Di quel dovere si è fatto carico infine Paolo Ciampi, giornalista e scrittore fiorentino, che ha setacciato archivi, cercato testimoni, intervistato ex allievi e parenti, per restituire a quel nome la sua storia, in un libro intitolato appunto Un nome e appena uscito per la Giuntina. Nella sua singolarità irripetibile, Enrica Calabresi è stata all' inizio per il suo biografo quell' "uno" che solo rende possibile comprendere l' enormità del genocidio degli ebrei. 

Una storia simbolo, che nella tragica consequenzialità delle sue tappe sembra poterle racchiudere tutte. Ma strada facendo la vita di questa donna timidissima e mite, che per tutta la vita ha usato il proprio talento come se non le appartenesse, ha cominciato a rivelare la sua eccezionalità. 

sabato 21 agosto 2010

Margherita Hack e la professoressa Enrica

L'ho vista cacciare dalla scuola da un giorno all'altro a causa delle leggi razziali. Questo mi ha aperto gli occhi su cosa può fare una dittatura.
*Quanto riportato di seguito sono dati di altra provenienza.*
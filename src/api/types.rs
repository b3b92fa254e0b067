//! Request and response bodies of the handover server API

use crate::session::SessionId;
use serde::{Deserialize, Serialize};
use std::path::PathBuf;

/// Everything sent with `POST /api/upload`
#[derive(Debug, Clone, PartialEq, Eq)]
pub struct UploadPayload {
    pub session_id: SessionId,
    pub file_name: String,
    pub mime_type: String,
    pub path: PathBuf,
    pub business_title: String,
    pub author_name: String,
    pub additional_notes: String,
}

#[derive(Debug, Clone, Copy, PartialEq, Eq, Serialize, Deserialize)]
#[serde(rename_all = "lowercase")]
pub enum UploadStatus {
    /// The server keeps working on the file; follow the event stream
    Processing,
    /// Nothing to process (e.g. not a video)
    Complete,
}

#[derive(Debug, Clone, PartialEq, Eq, Serialize, Deserialize)]
pub struct UploadResponse {
    pub status: UploadStatus,
    #[serde(default)]
    pub message: String,
    #[serde(default)]
    pub session_id: Option<String>,
}

#[derive(Debug, Clone, Serialize)]
pub struct PolicyRequest<'a> {
    pub session_id: &'a str,
    pub policy: &'a str,
}

#[derive(Debug, Clone, Serialize)]
pub struct DocumentRequest<'a> {
    pub session_id: &'a str,
}

/// `GET /api/analysis/{session_id}`
#[derive(Debug, Clone, Default, PartialEq, Eq, Serialize, Deserialize)]
pub struct AnalysisResponse {
    #[serde(default)]
    pub phase: Option<String>,
    #[serde(default)]
    pub scoping_result: Option<String>,
    #[serde(default)]
    pub user_policy: Option<String>,
    #[serde(default)]
    pub video_analysis: Option<String>,
}

/// `POST /api/generate-document`
#[derive(Debug, Clone, PartialEq, Eq, Serialize, Deserialize)]
pub struct DocumentResponse {
    #[serde(default)]
    pub status: Option<String>,
    pub document: String,
}

/// `GET /api/status/{session_id}`
#[derive(Debug, Clone, Default, PartialEq, Eq, Serialize, Deserialize)]
pub struct SessionStatus {
    pub phase: String,
    #[serde(default)]
    pub filename: Option<String>,
    #[serde(default)]
    pub scoping_result: Option<String>,
    #[serde(default)]
    pub user_policy: Option<String>,
}

/// `GET /api/document/{session_id}`
#[derive(Debug, Clone, Default, PartialEq, Eq, Serialize, Deserialize)]
pub struct StoredDocument {
    #[serde(default)]
    pub document: Option<String>,
    #[serde(default)]
    pub video_analysis: Option<String>,
}

/// Body of every non-2xx response
#[derive(Debug, Clone, Deserialize)]
pub(crate) struct ErrorBody {
    pub detail: serde_json::Value,
}

impl ErrorBody {
    /// `detail` is a string for handled errors and a list for validation errors
    pub fn message(&self) -> String {
        match &self.detail {
            serde_json::Value::String(s) => s.clone(),
            other => other.to_string(),
        }
    }
}
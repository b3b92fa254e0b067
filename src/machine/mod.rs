//! Phase state machine
//!
//! A pure `(phase, signal) -> (phase, effects)` function plus [`apply`], which
//! folds the result into a [`SessionContext`](crate::session::SessionContext).

pub mod signal;
pub mod transition;

pub use signal::{Effect, FailedStep, Signal};
pub use transition::{apply, transition, Transition};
Ecco, Margherita Hack, la grande astrofisica, ricorda così la sua professoressa al liceo, donna innamorata di scienza che ha tanti ha trasmesso l'amore della scienza.  La professoressa Enrica Calabresi. Una donna minuta e taciturna, segnata profondamente dal dolore. Una scienziata cacciata dalla ricerca e dall'insegnamento perché ebrea.

Della sua professoressa Margherita Hack ha già parlato diverse volte, con una fedeltà che trovo commovente. Lei, la scienziata affermata. Torna ora a parlarne in una conversazione con Daniela Gross pubblicata su Pagine ebraiche, con un titolo che forse è la cosa più bella: Ho scelto la libertà nel nome di Enrica.

Margherita Hack incontrò per l'ultima volta la sua professoressa in una via del centro di Firenze, quando ormai si era scatenata la grande caccia all'ebreo. Mi parve un animale braccato. Di lì a poco l'arrestarono e si suicidò nel carcere di Santa Verdiana, alla vigilia di quel treno che la avrebbe dovuto consegnare ai forni di Auschwitz.

Di Enrica Calabresi fino a qualche anno fa era rimasto solo il nome, che non era facile collegare nemmeno all'orrore delle persecuzioni razziali. Sono contento di aver scritto un libro, Un nome appunto, che racconta la storia di Enrica Calabresi. Sono contento che Margherita Hack dimostri ancora una volta che scrutare le stelle non è un buon motivo per ignorare le storie degli uomini.

I professori che valgono hanno sempre buoni allievi. E viceversa.